A final thought is the obsession with weight saving on bicycle components despite the weight handicap of the rider. The forums are full of 20 stone riders asking for a 100g lighter saddle or brake suggestion. Or which expensive (Big Name) carbon or titanium frameset is the very lightest? Why does it even matter? I usually liken being overweight to carrying a rucksack full of bricks. One which the owner dons the moment they climb out of bed in the morning. And only put back down when the rucksack owner finally climbs back into bed. A typical brick weighs somewhere between 5 and 6 lbs. How many bricks are you carrying everywhere? How many more bricks can you actually manage?
I managed to reach about 13.5 stones at my maximum weight. That's about 190lbs in New World parlance. Let's say I was carrying at least 40lbs of excess weight compared to the optimum for my 5'9" height. Or 8 extra house bricks. How far can you carry 8 house bricks? I carried them from dawn to dusk every single day. Strangely, it didn't make me any fitter.

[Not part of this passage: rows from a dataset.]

//! Prometheus 指标模块
//!
//! 基于 metrics crate 和 metrics-exporter-prometheus 实现指标收集与导出。
//! 指标通过独立的 HTTP 端口暴露，供 Prometheus 抓取。
//! 未安装 recorder 时（例如单元测试）所有记录函数都是空操作。

use anyhow::Result;
use axum::{Router, routing::get};
use metrics_exporter_prometheus::{PrometheusBuilder, PrometheusHandle};
use std::net::SocketAddr;
use std::sync::OnceLock;
use tokio::net::TcpListener;
use tracing::{error, info};

static PROMETHEUS_HANDLE: OnceLock<PrometheusHandle> = OnceLock::new();

/// Metrics 资源守卫
pub struct MetricsHandle {
    _server_handle: tokio::task::JoinHandle<()>,
}

/// 安装 Prometheus recorder 并在指定端口暴露 `/metrics`
pub async fn init(service_name: &str, port: u16) -> Result<MetricsHandle> {
    let handle = PrometheusBuilder::new().install_recorder()?;
    let _ = PROMETHEUS_HANDLE.set(handle.clone());

    describe_metrics(service_name);

    let addr = SocketAddr::from(([0, 0, 0, 0], port));
    let server_handle = start_metrics_server(addr, handle).await?;

    Ok(MetricsHandle {
        _server_handle: server_handle,
    })
}

fn describe_metrics(service_name: &str) {
    metrics::describe_counter!(
        "notify_events_total",
        "Message events handled by the dispatcher, by outcome"
    );
    metrics::describe_counter!(
        "notify_recipients_total",
        "Recipients processed during fan-out, by outcome"
    );
    metrics::describe_counter!("notify_push_sends_total", "Push sends, by outcome");
    metrics::describe_counter!(
        "notify_tokens_pruned_total",
        "Device tokens removed after permanent rejection"
    );
    metrics::describe_counter!(
        "notify_claims_swept_total",
        "Messages re-driven by the expired claim sweeper"
    );
    metrics::describe_histogram!(
        "notify_dispatch_duration_seconds",
        "Fan-out duration per message in seconds"
    );

    metrics::counter!("service_starts_total", "service" => service_name.to_string()).increment(1);
}

async fn start_metrics_server(
    addr: SocketAddr,
    handle: PrometheusHandle,
) -> Result<tokio::task::JoinHandle<()>> {
    let app = Router::new()
        .route("/metrics", get(move || std::future::ready(handle.render())))
        .route("/health", get(|| async { "OK" }));

    let listener = TcpListener::bind(addr).await?;
    info!("Metrics server listening on {}", addr);

    let server_handle = tokio::spawn(async move {
        if let Err(e) = axum::serve(listener, app).await {
            error!("Metrics server error: {}", e);
        }
    });

    Ok(server_handle)
}

/// 获取全局 Prometheus handle
pub fn get_handle() -> Option<&'static PrometheusHandle> {
    PROMETHEUS_HANDLE.get()
}

// ============================================================================
// 指标记录函数
// ============================================================================

/// 记录一条消息事件的处理结果（dispatched / dropped / failed / ignored）
#[inline]
pub fn record_event(outcome: &'static str, duration_secs: Option<f64>) {
    metrics::counter!("notify_events_total", "outcome" => outcome).increment(1);
    if let Some(secs) = duration_secs {
        metrics::histogram!("notify_dispatch_duration_seconds").record(secs);
    }
}

/// 记录单个接收者的处理结果
#[inline]
pub fn record_recipient(outcome: &'static str) {
    metrics::counter!("notify_recipients_total", "outcome" => outcome).increment(1);
}

/// 记录一次推送发送（含重试后的最终结果）
#[inline]
pub fn record_push_send(outcome: &'static str) {
    metrics::counter!("notify_push_sends_total", "outcome" => outcome).increment(1);
}

#[inline]
pub fn record_token_pruned() {
    metrics::counter!("notify_tokens_pruned_total").increment(1);
}

#[inline]
pub fn record_claims_swept(messages: usize) {
    metrics::counter!("notify_claims_swept_total").increment(messages as u64);
}

#[cfg(test)]
mod tests {
    use super::*;

    #[test]
    fn test_record_functions_do_not_panic() {
        record_event("dispatched", Some(0.05));
        record_event("dropped", None);
        record_recipient("sent");
        record_push_send("success");
        record_token_pruned();
        record_claims_swept(3);
        assert!(get_handle().is_none());
    }
}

I was enjoying a steady diet of Danish pastries at work and drinking litres of milk instead of the industrial grade coffee from the machine in the cantine. I loved coffee but it upset my stomach. I felt constantly full! I had heartburn most of the time and blamed it on the works coffee. I would complain to my wife that she was making our meals far too large. I could not even lie down on my right side without regurgitating my dinner. Or having a horrible burning sensation in my throat, if I was more lucky. My colleagues began to jokingly point at my "beer belly." The fact that I wasn't getting much beer (at all) only made the jibes worse. Though I laughed it off. As you do when you are weak and fat.
Despite all of this I was in denial that I was remotely fat. Like a smoker addicted to the weed I could find all the excuses imaginable for being the shape I was in. Even the medical profession said that being well-padded was better than being underweight. So that's all right then. I checked my BMA and found I was borderline clinically obese. I look at the pictures of myself taken at the time and I didn't look particularly fat. Though my arms and legs were much larger they were still quite obviously muscular. At least they were to my eyes.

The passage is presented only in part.